O Tribunal Superior Eleitoral publicou, nesta quinta-feira (23), o acórdão do julgamento que tornou o ex-governador Cláudio Castro inelegível por abuso de poder político e econômico nas eleições de 2022. O documento formaliza o entendimento da Corte Eleitoral de que a vacância no governo do Rio de Janeiro ocorreu pela renúncia de Castro, e não pela cassação do mandato.
Na prática, a publicação do acórdão mantém nas mãos do Supremo Tribunal Federal a decisão sobre o modelo de escolha do governador que cumprirá o mandato tampão no estado. O ponto central da controvérsia é justamente a causa da vacância. Quando a perda do cargo ocorre por cassação eleitoral, a legislação tende a impor a realização de nova eleição com voto popular. Quando a saída decorre de renúncia, abre-se espaço para aplicação das regras estaduais, que podem prever eleição indireta pela Assembleia Legislativa.
Segundo o acórdão, a maioria dos ministros do TSE considerou prejudicada a cassação do diploma e, por consequência, do mandato, porque Cláudio Castro renunciou ao cargo antes da conclusão do julgamento. O ex-governador, no entanto, foi declarado inelegível por oito anos.
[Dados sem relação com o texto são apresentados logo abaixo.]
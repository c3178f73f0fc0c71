// ── Domain model ──

pub mod action;
pub mod instance;

pub use action::{ActionStatus, EntityKind, TimeScale, UNKNOWN_INSTANCE, describe_seconds};
pub use instance::{Instance, InstanceEdit, InstanceStatus, NewInstance};
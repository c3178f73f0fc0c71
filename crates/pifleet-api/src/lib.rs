// pifleet-api: Async Rust client for the Pi-hole v6 session-based HTTP API

pub mod auth;
pub mod error;
pub mod pihole;
pub mod transport;

pub use auth::{Session, SessionResult};
pub use error::Error;
pub use pihole::PiholeClient;
pub use pihole::models::{
    Adlist, Client, ClientStats, ConfigEntity, Domain, DomainKind, DomainType, GravityStats,
    Group, ListType, QueryStats, StatsSummary,
};
pub use transport::{SESSION_CHECK_TIMEOUT, TlsMode, TransportConfig};
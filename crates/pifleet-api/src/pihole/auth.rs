// Pi-hole API authentication
//
// The appliance grants a (sid, csrf) pair in exchange for the API key
// (sent as the password). Sessions expire server-side; the liveness check
// lets callers detect that before issuing real work.

use secrecy::SecretString;
use tracing::debug;

use crate::auth::{Session, SessionResult};
use crate::error::Error;
use crate::pihole::client::PiholeClient;
use crate::pihole::models::AuthResponse;

impl PiholeClient {
    /// Exchange the API key for a session.
    ///
    /// `POST /api/auth` with `{"password": ...}`
    ///
    /// - HTTP 401/403 → [`Error::Authentication`]
    /// - 2xx carrying a valid `session` object → the captured [`Session`]
    /// - anything else (non-2xx, malformed body, `valid: false`, empty sid or csrf)
    ///   → a transport / API / protocol error
    pub async fn authenticate(&self, password: &SecretString) -> Result<Session, Error> {
        let url = self.api_url(&["auth"])?;
        debug!("authenticating at {}", url);

        let resp = self
            .send(self.http().post(url).json(&Self::password_body(password)))
            .await?;
        let resp = Self::require_success(resp).await?;
        let body: AuthResponse = Self::decode(resp).await?;

        let payload = body.session.ok_or(Error::MissingField { field: "session" })?;
        if !payload.valid {
            return Err(Error::Api {
                status: 200,
                message: payload
                    .message
                    .unwrap_or_else(|| "session marked invalid".into()),
            });
        }

        let sid = payload
            .sid
            .filter(|s| !s.is_empty())
            .ok_or(Error::MissingField { field: "session.sid" })?;
        let csrf = payload
            .csrf
            .filter(|s| !s.is_empty())
            .ok_or(Error::MissingField {
                field: "session.csrf",
            })?;

        debug!("authentication successful");
        Ok(Session { sid, csrf })
    }

    /// [`authenticate`](Self::authenticate), folded into a [`SessionResult`].
    pub async fn login(&self, password: &SecretString) -> SessionResult {
        SessionResult::from(self.authenticate(password).await)
    }

    /// Ask whether the appliance still accepts `session`.
    ///
    /// `GET /api/auth` with the `sid` header, bounded by the session-check
    /// timeout. Returns `Ok(true)` only on HTTP 200. Never mutates anything.
    pub async fn check_session(&self, session: &Session) -> Result<bool, Error> {
        let url = self.api_url(&["auth"])?;
        debug!("checking session at {}", url);

        let builder = self
            .http()
            .get(url)
            .header("sid", session.sid.as_str())
            .timeout(self.session_check_timeout());
        let resp = self.send(builder).await?;

        Ok(resp.status() == reqwest::StatusCode::OK)
    }
}
// ── Core error types ──
//
// Errors for the non-action surface of the core (lookups, instance
// management, stats, persistence). Action and sync operations never
// return these: they fold every failure into an `ActionStatus`.

use thiserror::Error;

/// Unified error type for the core crate.
#[derive(Debug, Error)]
pub enum CoreError {
    // ── Lookup errors ────────────────────────────────────────────────
    #[error("Instance not found: {id}")]
    InstanceNotFound { id: u32 },

    #[error("Reference instance not found")]
    ReferenceNotFound,

    // ── Persistence ──────────────────────────────────────────────────
    #[error("Instance store error: {message}")]
    Store { message: String },

    // ── Input ────────────────────────────────────────────────────────
    #[error("Validation failed: {message}")]
    Validation { message: String },

    // ── Appliance errors (wrapped) ───────────────────────────────────
    #[error("Cannot reach appliance: {message}")]
    ConnectionFailed { message: String },

    #[error("Appliance API error: {message}")]
    Api {
        message: String,
        /// HTTP status code (if applicable).
        status: Option<u16>,
    },

    // ── Configuration ────────────────────────────────────────────────
    #[error("Configuration error: {message}")]
    Config { message: String },
}

impl CoreError {
    pub fn store(err: impl std::fmt::Display) -> Self {
        Self::Store {
            message: err.to_string(),
        }
    }

    pub fn validation(message: impl Into<String>) -> Self {
        Self::Validation {
            message: message.into(),
        }
    }
}

// ── Conversion from transport-layer errors ───────────────────────────

impl From<pifleet_api::Error> for CoreError {
    fn from(err: pifleet_api::Error) -> Self {
        if err.is_connectivity() {
            return CoreError::ConnectionFailed {
                message: err.to_string(),
            };
        }
        match err {
            pifleet_api::Error::InvalidUrl(e) => CoreError::Config {
                message: format!("Invalid URL: {e}"),
            },
            pifleet_api::Error::Tls(msg) => CoreError::Config {
                message: format!("TLS error: {msg}"),
            },
            other => CoreError::Api {
                status: other.status(),
                message: other.to_string(),
            },
        }
    }
}
use std::fmt;

use serde::{Deserialize, Serialize};

use crate::error::Error;

/// The pair granted by an appliance after a successful login.
///
/// Both values are opaque. `sid` is sent as a header on reads; `csrf`
/// accompanies every mutating request.
#[derive(Clone, Default, PartialEq, Eq, Serialize, Deserialize)]
pub struct Session {
    pub sid: String,
    pub csrf: String,
}

impl Session {
    pub fn new(sid: impl Into<String>, csrf: impl Into<String>) -> Self {
        Self {
            sid: sid.into(),
            csrf: csrf.into(),
        }
    }

    /// `true` when no session has been granted yet (or it was cleared).
    pub fn is_empty(&self) -> bool {
        self.sid.is_empty()
    }
}

impl fmt::Debug for Session {
    fn fmt(&self, f: &mut fmt::Formatter<'_>) -> fmt::Result {
        f.debug_struct("Session")
            .field("sid", &redact(&self.sid))
            .field("csrf", &redact(&self.csrf))
            .finish()
    }
}

fn redact(value: &str) -> &'static str {
    if value.is_empty() { "<empty>" } else { "<redacted>" }
}

/// Outcome of one login attempt, folded into the three settled statuses.
///
/// Login never fails past this boundary: every error path lands in
/// [`Unauthorized`](Self::Unauthorized) or [`Unreachable`](Self::Unreachable).
#[derive(Debug)]
pub enum SessionResult {
    /// Login accepted; the session is ready for authenticated calls.
    Active(Session),
    /// The appliance answered 401/403 to the API key.
    Unauthorized { message: String },
    /// Network failure, timeout, malformed body, or any other non-2xx.
    /// The error is kept for logging only.
    Unreachable(Error),
}

impl From<Result<Session, Error>> for SessionResult {
    fn from(result: Result<Session, Error>) -> Self {
        match result {
            Ok(session) => Self::Active(session),
            Err(Error::Authentication { message }) => Self::Unauthorized { message },
            Err(other) => Self::Unreachable(other),
        }
    }
}

#[cfg(test)]
mod tests {
    use super::*;

    #[test]
    fn debug_output_redacts_tokens() {
        let session = Session::new("abc", "");
        let rendered = format!("{session:?}");
        assert!(!rendered.contains("abc"));
        assert!(rendered.contains("<redacted>"));
        assert!(rendered.contains("<empty>"));
    }

    #[test]
    fn auth_error_maps_to_unauthorized() {
        let result: Result<Session, Error> = Err(Error::Authentication {
            message: "HTTP 401".into(),
        });
        assert!(matches!(
            SessionResult::from(result),
            SessionResult::Unauthorized { .. }
        ));
    }

    #[test]
    fn protocol_error_maps_to_unreachable() {
        let result: Result<Session, Error> = Err(Error::MissingField { field: "session" });
        assert!(matches!(
            SessionResult::from(result),
            SessionResult::Unreachable(Error::MissingField { .. })
        ));
    }
}
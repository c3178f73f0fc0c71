// ── Session manager ──
//
// Authentication state machine for one instance at a time:
//
//   unauthenticated ──login ok──▶ active
//   unauthenticated ──401/403──▶ unauthorized
//   any ──network/protocol failure──▶ unreachable
//   active ──check rejected──▶ (re-login before returning)
//
// Works on values: callers hand in an instance and get the resolved one
// back. Persistence belongs to the fleet.

use std::time::Duration;

use pifleet_api::{PiholeClient, SessionResult};
use tracing::{debug, error, info, warn};
use url::Url;

use crate::model::{Instance, InstanceStatus};

/// Resolves instance sessions over a shared HTTP connection pool.
#[derive(Debug, Clone)]
pub struct SessionManager {
    http: reqwest::Client,
    session_check_timeout: Duration,
}

impl SessionManager {
    pub fn new(http: reqwest::Client, session_check_timeout: Duration) -> Self {
        Self {
            http,
            session_check_timeout,
        }
    }

    /// Protocol client addressing `instance`.
    pub fn client_for(&self, instance: &Instance) -> Result<PiholeClient, pifleet_api::Error> {
        let base_url = Url::parse(&instance.url)?;
        Ok(PiholeClient::with_client(self.http.clone(), base_url)
            .with_session_check_timeout(self.session_check_timeout))
    }

    /// Check the current session and log in again if it was rejected.
    ///
    /// The check is always sent, also for an instance that holds no
    /// session yet. A check accepted without a stored `sid` still leads
    /// to a login.
    ///
    /// Returns the resolved instance. An `active` result always carries a
    /// non-empty session; any other result carries none.
    pub async fn revalidate(&self, instance: &Instance) -> Instance {
        let client = match self.client_for(instance) {
            Ok(client) => client,
            Err(e) => {
                let mut resolved = instance.clone();
                check_error(&resolved, &e);
                resolved.deactivate(InstanceStatus::Unreachable);
                return resolved;
            }
        };

        match client.check_session(&instance.session()).await {
            Ok(true) if instance.has_session() => {
                debug!(instance = %instance.name, "session still valid");
                let mut resolved = instance.clone();
                resolved.status = InstanceStatus::Active;
                return resolved;
            }
            Ok(_) => {
                debug!(instance = %instance.name, "session rejected, logging in again");
            }
            Err(e) => {
                debug!(instance = %instance.name, error = %e, "session check failed, logging in again");
            }
        }

        Self::login_with(&client, instance).await
    }

    /// Authenticate from scratch, ignoring any current session.
    pub async fn login(&self, instance: &Instance) -> Instance {
        match self.client_for(instance) {
            Ok(client) => Self::login_with(&client, instance).await,
            Err(e) => {
                let mut resolved = instance.clone();
                check_error(&resolved, &e);
                resolved.deactivate(InstanceStatus::Unreachable);
                resolved
            }
        }
    }

    async fn login_with(client: &PiholeClient, instance: &Instance) -> Instance {
        let mut resolved = instance.clone();
        match client.login(&instance.api_key_secret()).await {
            SessionResult::Active(session) => resolved.activate(session),
            SessionResult::Unauthorized { message } => {
                warn!(instance = %instance.name, %message, "API key rejected");
                resolved.deactivate(InstanceStatus::Unauthorized);
            }
            SessionResult::Unreachable(e) => {
                check_error(instance, &e);
                resolved.deactivate(InstanceStatus::Unreachable);
            }
        }

        if resolved.status != instance.status {
            info!(
                instance = %instance.name,
                from = %instance.status,
                to = %resolved.status,
                "instance status changed"
            );
        }
        resolved
    }
}

/// Log a failure that resolves an instance to `unreachable`.
///
/// Refused connections, unreachable hosts and timeouts are routine for a
/// fleet with appliances that come and go; everything else is logged with
/// full context. The resulting status is the same either way.
pub fn check_error(instance: &Instance, err: &pifleet_api::Error) {
    if err.is_connectivity() {
        warn!(
            instance = %instance.name,
            url = %instance.url,
            "appliance unreachable: {err}"
        );
    } else {
        error!(
            instance = %instance.name,
            url = %instance.url,
            error = ?err,
            "appliance request failed: {err}"
        );
    }
}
Castro renunciou em 23 de março, um dia antes de o TSE retomar o julgamento. Desde então, o governo do Rio está sob responsabilidade do presidente do Tribunal de Justiça do Rio de Janeiro, desembargador Ricardo Couto, que assumiu interinamente com respaldo do Supremo.
O cenário sucessório ficou ainda mais complexo porque o estado também está sem vice-governador desde maio de 2025, quando Thiago Pampolha deixou o cargo para assumir uma vaga no Tribunal de Contas do Estado do Rio de Janeiro. Além disso, o então presidente da Alerj, Rodrigo Bacellar, também não assumiu porque teve o mandato cassado pelo TSE e voltou a ser preso no fim de março.
Na última sexta-feira (17), a Alerj elegeu o deputado Douglas Ruas, do PL, como novo presidente da Casa. Com base nessa eleição, a Mesa Diretora da Assembleia pediu ao STF que Ruas assuma imediatamente o governo do estado. O argumento é que a escolha dele para o comando do Legislativo estadual configuraria um fato novo na linha sucessória.
O pedido foi encaminhado ao ministro Luiz Fux, relator do caso. A decisão ainda não foi tomada.
A publicação do acórdão era aguardada porque o ministro Flávio Dino havia pedido vista nas ações sobre a sucessão no Rio e indicado que devolveria o caso após a formalização da decisão do TSE. Mesmo assim, há ministros que defendem aguardar o julgamento de eventuais recursos na Corte Eleitoral antes de uma definição final no Supremo.
Enquanto isso, o Rio de Janeiro segue em um quadro de interinidade e incerteza institucional. O STF terá de decidir se a sucessão será resolvida por eleição direta, com participação dos eleitores, ou por eleição indireta, conduzida pela Alerj.